Considerations with LLM Inference - A cached story!

If we thought, having GPU provides us the ultimate power, think again

Mar 22, 2024

Overview

Recently, I was working with my team to deploy our own LLM service with a pretrained and quantized large size large language model. We had GPU memory constraints and therefore it became important to understand the whole ecosystem of decoding to be able to set the affecting parameter values according to the use case.

High-Level View of Decoder Inference

There are two phases in which the text generation happens in the LLM inference. The first is the initiation phase and the second is the generation phase.

Above is a simple decoding-only architecture high-level diagram. This shows the input is the token ids for the specific token embeddings. The decoder uses logits to select the current best token using different decoding strategies which are conditioned on the parameters of temperature, top_p, top_k and frequency penalty. Different decoding algorithms we are familiar with such as beam search and contrastive decodings are used here. Token generation strategy/decoding strategy/search strategy are all synonyms for the same.

General Steps in Inference Decoding

Text generation using language models like GPT involves tokenizing the input prompt and passing it through the model to generate the initial token.
This first step of generating the initial token is known as the initiation or pre-fill phase.
After initiation, the model enters the generation or decoding phase, where it iteratively appends the previously generated token to the input sequence and uses it to predict the next token.
This process continues until a stop sequence is encountered or a maximum length is reached, resulting in the complete generated text.
The computations involved in both phases are similar, with the model performing a forward pass on an incrementally growing sequence.
However, these computations are expensive, scaling quadratically with sequence length, leading to redundant calculations.
To optimize this, an optimization technique called KV caching is employed, which caches and reuses certain computations, introducing a critical difference between the initiation and decoding phases.
Advanced techniques like speculative sampling and lookahead decoding may deviate from this basic algorithm for improved efficiency and lower latency.
Understanding these phases and optimizations is crucial for efficient text generation using large language models.

KV Caching

Alright let’s do a recap of the transformer’s attention layer which will be required in the section.

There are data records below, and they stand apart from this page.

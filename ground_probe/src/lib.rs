//! Single downward ray ground probe.
//!
//! The probe casts from the character origin straight down (-Z) for the
//! floor clearance distance. Any hit means grounded; the nearest hit fixes
//! the height the character should rest at.
#![forbid(unsafe_code)]

use physics_rapier::PhysicsWorld;
use rapier3d::math::{Point, Vector};
use rapier3d::prelude::Real;

/// Slack added to the probe length so a character resting exactly at
/// clearance keeps reporting contact under float rounding.
pub const PROBE_TOLERANCE: Real = 1.0e-4;

#[derive(Clone, Copy, Debug, PartialEq)]
pub struct SurfaceHit {
    pub point: Point<Real>,
    pub distance: Real,
}

/// Host scene geometry seen by the probe.
pub trait SceneQuery {
    /// Intersections of the ray from `origin` along -Z within `max_distance`,
    /// in any order. An empty scene returns an empty list.
    fn cast_downward_ray(&self, origin: Point<Real>, max_distance: Real) -> Vec<SurfaceHit>;
}

impl<T: SceneQuery + ?Sized> SceneQuery for &T {
    fn cast_downward_ray(&self, origin: Point<Real>, max_distance: Real) -> Vec<SurfaceHit> {
        (**self).cast_downward_ray(origin, max_distance)
    }
}

impl SceneQuery for PhysicsWorld {
    fn cast_downward_ray(&self, origin: Point<Real>, max_distance: Real) -> Vec<SurfaceHit> {
        self.cast_ray(origin, -Vector::z(), max_distance)
            .map(|hit| SurfaceHit {
                point: hit.point,
                distance: hit.distance,
            })
            .into_iter()
            .collect()
    }
}

/// Scene with no geometry; every probe reports airborne.
#[derive(Clone, Copy, Debug, Default)]
pub struct EmptyScene;

impl SceneQuery for EmptyScene {
    fn cast_downward_ray(&self, _origin: Point<Real>, _max_distance: Real) -> Vec<SurfaceHit> {
        Vec::new()
    }
}

#[derive(Clone, Copy, Debug, PartialEq)]
pub struct GroundContact {
    pub grounded: bool,
    /// Height the character origin should occupy to rest at clearance above
    /// the nearest surface. `None` while airborne.
    pub surface_z: Option<Real>,
}

impl GroundContact {
    pub const AIRBORNE: Self = Self {
        grounded: false,
        surface_z: None,
    };
}

#[derive(Clone, Copy, Debug)]
pub struct GroundProbe {
    floor_distance: Real,
}

impl GroundProbe {
    pub fn new(floor_distance: Real) -> Self {
        Self { floor_distance }
    }

    pub fn probe<S: SceneQuery + ?Sized>(&self, position: Point<Real>, scene: &S) -> GroundContact {
        let max_distance = self.floor_distance.max(0.0) + PROBE_TOLERANCE;
        let nearest = scene
            .cast_downward_ray(position, max_distance)
            .into_iter()
            .filter(|hit| hit.distance <= max_distance)
            .min_by(|a, b| a.distance.total_cmp(&b.distance));
        match nearest {
            Some(hit) => GroundContact {
                grounded: true,
                surface_z: Some(hit.point.z + self.floor_distance),
            },
            None => GroundContact::AIRBORNE,
        }
    }
}
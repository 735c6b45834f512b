//! Rapier-held static scene geometry and ray queries (Z up).
#![forbid(unsafe_code)]

use rapier3d::prelude::*;
use tracing::debug;

const FLOOR_HALF_THICKNESS: Real = 0.1;

#[derive(Clone, Copy, Debug)]
pub struct RayHit {
    pub collider: ColliderHandle,
    pub point: Point<Real>,
    pub distance: Real,
}

/// Scene geometry the character moves through. Colliders are static; the
/// query pipeline is refreshed on every insert/remove so queries always see
/// the current set.
pub struct PhysicsWorld {
    island_manager: IslandManager,
    bodies: RigidBodySet,
    colliders: ColliderSet,
    query_pipeline: QueryPipeline,
}

impl Default for PhysicsWorld {
    fn default() -> Self {
        Self::new()
    }
}

impl PhysicsWorld {
    pub fn new() -> Self {
        Self {
            island_manager: IslandManager::new(),
            bodies: RigidBodySet::new(),
            colliders: ColliderSet::new(),
            query_pipeline: QueryPipeline::new(),
        }
    }

    pub fn collider_count(&self) -> usize {
        self.colliders.len()
    }

    pub fn insert_static_collider(&mut self, collider: Collider) -> ColliderHandle {
        let handle = self.colliders.insert(collider);
        self.query_pipeline.update(&self.colliders);
        handle
    }

    /// Inserts a flat slab whose top face sits at `height`.
    pub fn insert_floor(&mut self, height: Real, half_extent: Real) -> ColliderHandle {
        debug!(height, half_extent, "inserting floor slab");
        let floor = ColliderBuilder::cuboid(half_extent, half_extent, FLOOR_HALF_THICKNESS)
            .translation(vector![0.0, 0.0, height - FLOOR_HALF_THICKNESS])
            .build();
        self.insert_static_collider(floor)
    }

    pub fn remove_collider(&mut self, handle: ColliderHandle) -> Option<Collider> {
        let removed =
            self.colliders
                .remove(handle, &mut self.island_manager, &mut self.bodies, false);
        self.query_pipeline.update(&self.colliders);
        removed
    }

    /// Nearest hit along `direction` (unit length) within `max_distance`.
    pub fn cast_ray(
        &self,
        origin: Point<Real>,
        direction: Vector<Real>,
        max_distance: Real,
    ) -> Option<RayHit> {
        let ray = Ray::new(origin, direction);
        let (collider, distance) = self.query_pipeline.cast_ray(
            &self.bodies,
            &self.colliders,
            &ray,
            max_distance,
            true,
            QueryFilter::default(),
        )?;
        Some(RayHit {
            collider,
            point: ray.point_at(distance),
            distance,
        })
    }
}

#[cfg(test)]
mod tests {
    use super::*;

    fn down() -> Vector<Real> {
        vector![0.0, 0.0, -1.0]
    }

    #[test]
    fn ray_reaches_floor_top() {
        let mut world = PhysicsWorld::new();
        world.insert_floor(2.0, 5.0);

        let hit = world
            .cast_ray(point![0.0, 0.0, 3.0], down(), 5.0)
            .expect("floor hit");
        assert!((hit.point.z - 2.0).abs() < 1.0e-4);
        assert!((hit.distance - 1.0).abs() < 1.0e-4);
    }

    #[test]
    fn ray_respects_max_distance() {
        let mut world = PhysicsWorld::new();
        world.insert_floor(0.0, 5.0);

        assert!(world.cast_ray(point![0.0, 0.0, 3.0], down(), 1.0).is_none());
    }

    #[test]
    fn empty_world_has_no_hits() {
        let world = PhysicsWorld::new();
        assert_eq!(world.collider_count(), 0);
        assert!(world.cast_ray(point![0.0, 0.0, 3.0], down(), 100.0).is_none());
    }

    #[test]
    fn removed_collider_stops_blocking() {
        let mut world = PhysicsWorld::new();
        let floor = world.insert_floor(0.0, 5.0);
        assert!(world.cast_ray(point![1.0, 1.0, 0.5], down(), 1.0).is_some());

        assert!(world.remove_collider(floor).is_some());
        assert!(world.cast_ray(point![1.0, 1.0, 0.5], down(), 1.0).is_none());
    }
}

Multi-Head Attention (MHA)

Multi-Head Attention is a key component of the Transformer architecture, which powers many state-of-the-art language models like BERT, GPT, and others. It is a mechanism that allows the model to attend to different parts of the input sequence in parallel, capturing long-range dependencies and different representations simultaneously.

The main idea behind MHA is to project the input queries, keys, and values into multiple subspaces (or heads) and perform the attention computation in each of these subspaces. The outputs from all the heads are then concatenated and linearly transformed to produce the final attended representation.

This multi-head approach offers several advantages over single-head attention:

1. It enables the model to attend to different positional relationships and representations within the input sequence simultaneously.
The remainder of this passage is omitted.